» **Exercise input**:
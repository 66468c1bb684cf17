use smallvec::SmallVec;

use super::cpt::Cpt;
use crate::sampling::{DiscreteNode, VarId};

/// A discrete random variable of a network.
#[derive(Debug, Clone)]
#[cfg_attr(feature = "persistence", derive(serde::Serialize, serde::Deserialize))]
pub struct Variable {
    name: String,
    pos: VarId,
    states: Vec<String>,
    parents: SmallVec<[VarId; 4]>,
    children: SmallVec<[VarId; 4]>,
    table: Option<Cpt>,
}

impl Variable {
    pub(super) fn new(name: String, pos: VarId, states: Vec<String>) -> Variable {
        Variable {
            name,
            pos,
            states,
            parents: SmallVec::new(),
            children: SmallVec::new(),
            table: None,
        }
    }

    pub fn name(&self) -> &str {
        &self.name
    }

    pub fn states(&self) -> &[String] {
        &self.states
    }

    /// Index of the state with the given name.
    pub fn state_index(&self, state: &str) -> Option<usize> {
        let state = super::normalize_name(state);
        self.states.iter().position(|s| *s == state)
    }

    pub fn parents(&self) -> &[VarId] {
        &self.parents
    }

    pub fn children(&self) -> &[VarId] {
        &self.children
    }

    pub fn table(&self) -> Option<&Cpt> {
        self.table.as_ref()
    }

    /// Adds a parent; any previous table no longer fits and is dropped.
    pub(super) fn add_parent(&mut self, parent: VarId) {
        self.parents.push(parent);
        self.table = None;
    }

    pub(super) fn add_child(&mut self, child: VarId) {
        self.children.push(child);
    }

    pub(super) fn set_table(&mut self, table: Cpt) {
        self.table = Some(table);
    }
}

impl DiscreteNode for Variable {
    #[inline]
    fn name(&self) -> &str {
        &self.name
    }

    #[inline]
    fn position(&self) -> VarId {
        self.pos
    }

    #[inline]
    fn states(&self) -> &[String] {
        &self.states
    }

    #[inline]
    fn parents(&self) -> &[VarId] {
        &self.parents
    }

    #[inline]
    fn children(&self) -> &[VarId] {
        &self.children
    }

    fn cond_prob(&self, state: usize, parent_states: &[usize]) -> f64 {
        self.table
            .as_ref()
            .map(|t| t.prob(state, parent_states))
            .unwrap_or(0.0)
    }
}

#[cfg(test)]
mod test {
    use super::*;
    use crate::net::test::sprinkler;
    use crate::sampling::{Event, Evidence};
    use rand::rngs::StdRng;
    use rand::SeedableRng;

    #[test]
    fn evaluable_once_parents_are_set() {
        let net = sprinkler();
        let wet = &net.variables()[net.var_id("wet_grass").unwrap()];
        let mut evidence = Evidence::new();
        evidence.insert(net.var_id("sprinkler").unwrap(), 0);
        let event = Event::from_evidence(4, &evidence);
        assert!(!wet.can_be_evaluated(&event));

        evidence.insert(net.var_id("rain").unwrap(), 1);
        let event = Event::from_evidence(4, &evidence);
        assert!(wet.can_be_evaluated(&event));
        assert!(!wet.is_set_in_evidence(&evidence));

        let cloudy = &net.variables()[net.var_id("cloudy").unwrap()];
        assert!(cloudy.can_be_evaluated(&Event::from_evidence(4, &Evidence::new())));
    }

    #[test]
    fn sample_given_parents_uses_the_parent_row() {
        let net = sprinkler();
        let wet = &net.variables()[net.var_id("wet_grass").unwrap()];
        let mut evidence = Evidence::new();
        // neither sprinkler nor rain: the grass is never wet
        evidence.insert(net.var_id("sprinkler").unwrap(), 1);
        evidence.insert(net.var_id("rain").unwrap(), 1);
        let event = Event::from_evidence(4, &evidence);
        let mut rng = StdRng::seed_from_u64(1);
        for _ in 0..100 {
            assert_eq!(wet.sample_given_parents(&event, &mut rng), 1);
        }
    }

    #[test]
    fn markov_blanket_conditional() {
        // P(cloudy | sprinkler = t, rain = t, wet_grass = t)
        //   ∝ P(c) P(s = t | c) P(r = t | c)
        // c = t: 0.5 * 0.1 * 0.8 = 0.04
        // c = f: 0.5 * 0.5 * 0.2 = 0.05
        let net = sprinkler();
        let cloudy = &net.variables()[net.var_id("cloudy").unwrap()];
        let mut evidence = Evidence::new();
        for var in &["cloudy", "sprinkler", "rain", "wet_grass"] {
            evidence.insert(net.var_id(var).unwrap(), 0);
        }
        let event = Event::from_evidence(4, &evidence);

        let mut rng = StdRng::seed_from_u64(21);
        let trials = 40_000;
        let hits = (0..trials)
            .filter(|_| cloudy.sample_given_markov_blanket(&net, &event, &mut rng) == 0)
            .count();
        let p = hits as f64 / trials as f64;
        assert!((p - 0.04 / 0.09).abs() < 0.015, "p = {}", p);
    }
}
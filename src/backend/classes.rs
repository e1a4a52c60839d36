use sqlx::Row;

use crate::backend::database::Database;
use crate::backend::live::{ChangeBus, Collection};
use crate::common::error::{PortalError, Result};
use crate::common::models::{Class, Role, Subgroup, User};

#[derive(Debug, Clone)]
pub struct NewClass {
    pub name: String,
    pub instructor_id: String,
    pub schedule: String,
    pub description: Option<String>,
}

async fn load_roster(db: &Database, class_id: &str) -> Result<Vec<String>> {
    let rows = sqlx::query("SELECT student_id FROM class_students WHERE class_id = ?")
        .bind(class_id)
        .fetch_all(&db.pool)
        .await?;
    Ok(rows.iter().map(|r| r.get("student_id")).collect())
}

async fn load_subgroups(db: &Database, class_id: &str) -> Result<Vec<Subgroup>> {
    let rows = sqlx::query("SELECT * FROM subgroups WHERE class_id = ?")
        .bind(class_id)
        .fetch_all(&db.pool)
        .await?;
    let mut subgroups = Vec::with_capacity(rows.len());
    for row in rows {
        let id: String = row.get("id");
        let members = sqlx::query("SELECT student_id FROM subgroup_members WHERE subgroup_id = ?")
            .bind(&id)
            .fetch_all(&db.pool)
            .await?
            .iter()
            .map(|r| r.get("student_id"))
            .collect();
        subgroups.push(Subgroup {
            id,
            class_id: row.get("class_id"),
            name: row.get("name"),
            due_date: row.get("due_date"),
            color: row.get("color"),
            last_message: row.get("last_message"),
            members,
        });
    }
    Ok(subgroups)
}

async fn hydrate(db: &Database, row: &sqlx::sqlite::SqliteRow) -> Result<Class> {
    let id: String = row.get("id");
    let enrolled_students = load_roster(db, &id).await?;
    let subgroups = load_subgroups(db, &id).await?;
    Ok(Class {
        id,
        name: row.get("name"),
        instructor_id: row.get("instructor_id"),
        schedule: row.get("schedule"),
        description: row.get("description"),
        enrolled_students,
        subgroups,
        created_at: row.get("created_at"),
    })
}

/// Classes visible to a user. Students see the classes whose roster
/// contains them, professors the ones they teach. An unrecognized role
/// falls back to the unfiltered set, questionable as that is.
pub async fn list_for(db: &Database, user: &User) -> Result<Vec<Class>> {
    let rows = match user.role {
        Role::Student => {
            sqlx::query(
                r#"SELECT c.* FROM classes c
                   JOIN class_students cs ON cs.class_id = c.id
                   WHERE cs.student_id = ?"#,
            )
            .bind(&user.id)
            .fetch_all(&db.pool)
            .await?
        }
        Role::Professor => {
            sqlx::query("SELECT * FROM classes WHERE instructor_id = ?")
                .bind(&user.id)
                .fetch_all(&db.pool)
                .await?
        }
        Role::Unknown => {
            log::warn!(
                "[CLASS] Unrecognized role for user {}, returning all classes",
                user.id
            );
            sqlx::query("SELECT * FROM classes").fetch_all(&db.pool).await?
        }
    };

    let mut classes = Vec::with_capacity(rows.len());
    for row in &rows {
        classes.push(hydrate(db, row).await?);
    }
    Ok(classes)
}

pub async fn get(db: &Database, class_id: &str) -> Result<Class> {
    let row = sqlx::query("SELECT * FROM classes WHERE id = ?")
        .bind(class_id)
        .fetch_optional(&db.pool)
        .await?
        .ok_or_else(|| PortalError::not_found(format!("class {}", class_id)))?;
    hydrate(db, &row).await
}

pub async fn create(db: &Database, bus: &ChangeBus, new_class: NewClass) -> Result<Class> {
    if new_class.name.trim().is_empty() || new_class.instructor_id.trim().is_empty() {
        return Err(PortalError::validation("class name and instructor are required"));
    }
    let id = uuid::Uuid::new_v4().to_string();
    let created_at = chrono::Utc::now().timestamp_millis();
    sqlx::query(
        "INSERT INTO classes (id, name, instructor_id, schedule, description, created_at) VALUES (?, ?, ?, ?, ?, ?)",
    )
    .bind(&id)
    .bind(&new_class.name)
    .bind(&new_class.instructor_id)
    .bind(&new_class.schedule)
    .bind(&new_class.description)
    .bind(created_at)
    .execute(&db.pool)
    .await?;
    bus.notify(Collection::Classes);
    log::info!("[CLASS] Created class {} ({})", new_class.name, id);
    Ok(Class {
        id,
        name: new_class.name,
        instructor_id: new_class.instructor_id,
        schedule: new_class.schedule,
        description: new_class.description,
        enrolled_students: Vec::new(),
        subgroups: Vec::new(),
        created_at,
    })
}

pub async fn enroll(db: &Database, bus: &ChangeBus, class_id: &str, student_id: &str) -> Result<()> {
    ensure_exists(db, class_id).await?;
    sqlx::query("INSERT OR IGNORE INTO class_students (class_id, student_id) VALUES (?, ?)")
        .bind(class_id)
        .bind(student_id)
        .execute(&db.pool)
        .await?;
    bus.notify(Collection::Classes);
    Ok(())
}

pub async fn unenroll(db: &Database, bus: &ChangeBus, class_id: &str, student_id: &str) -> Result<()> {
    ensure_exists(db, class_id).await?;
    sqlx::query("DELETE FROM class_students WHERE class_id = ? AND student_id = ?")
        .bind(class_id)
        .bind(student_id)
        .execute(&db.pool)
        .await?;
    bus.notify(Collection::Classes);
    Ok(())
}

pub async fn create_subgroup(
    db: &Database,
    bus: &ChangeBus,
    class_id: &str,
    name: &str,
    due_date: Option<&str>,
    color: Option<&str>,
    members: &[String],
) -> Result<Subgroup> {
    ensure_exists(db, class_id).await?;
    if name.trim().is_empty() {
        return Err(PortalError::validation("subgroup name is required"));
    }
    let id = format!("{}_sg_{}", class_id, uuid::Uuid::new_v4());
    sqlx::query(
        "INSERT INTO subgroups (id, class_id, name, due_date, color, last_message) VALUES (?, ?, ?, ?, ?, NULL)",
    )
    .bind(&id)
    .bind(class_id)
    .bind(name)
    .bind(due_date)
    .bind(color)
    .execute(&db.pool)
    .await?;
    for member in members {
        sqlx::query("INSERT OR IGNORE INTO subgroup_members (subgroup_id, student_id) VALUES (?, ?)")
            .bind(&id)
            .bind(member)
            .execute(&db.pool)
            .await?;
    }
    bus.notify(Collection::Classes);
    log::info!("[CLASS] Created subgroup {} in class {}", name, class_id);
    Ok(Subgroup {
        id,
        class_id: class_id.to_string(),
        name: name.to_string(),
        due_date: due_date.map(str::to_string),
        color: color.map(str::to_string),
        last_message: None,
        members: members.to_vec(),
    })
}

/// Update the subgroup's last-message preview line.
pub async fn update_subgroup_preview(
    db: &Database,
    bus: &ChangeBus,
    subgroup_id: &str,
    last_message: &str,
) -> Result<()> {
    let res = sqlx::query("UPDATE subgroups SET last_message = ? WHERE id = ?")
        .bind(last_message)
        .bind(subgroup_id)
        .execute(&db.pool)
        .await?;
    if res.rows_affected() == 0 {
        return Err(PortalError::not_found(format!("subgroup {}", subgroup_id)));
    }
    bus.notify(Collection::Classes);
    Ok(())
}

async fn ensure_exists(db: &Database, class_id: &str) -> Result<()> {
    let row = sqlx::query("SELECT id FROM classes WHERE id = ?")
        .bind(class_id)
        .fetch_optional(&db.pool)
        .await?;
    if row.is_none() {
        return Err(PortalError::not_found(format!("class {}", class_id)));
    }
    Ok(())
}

» **Assignment**: Give the number of lines in the listing above that contain the word "format", with no other text.

» **Solution for this task**: 4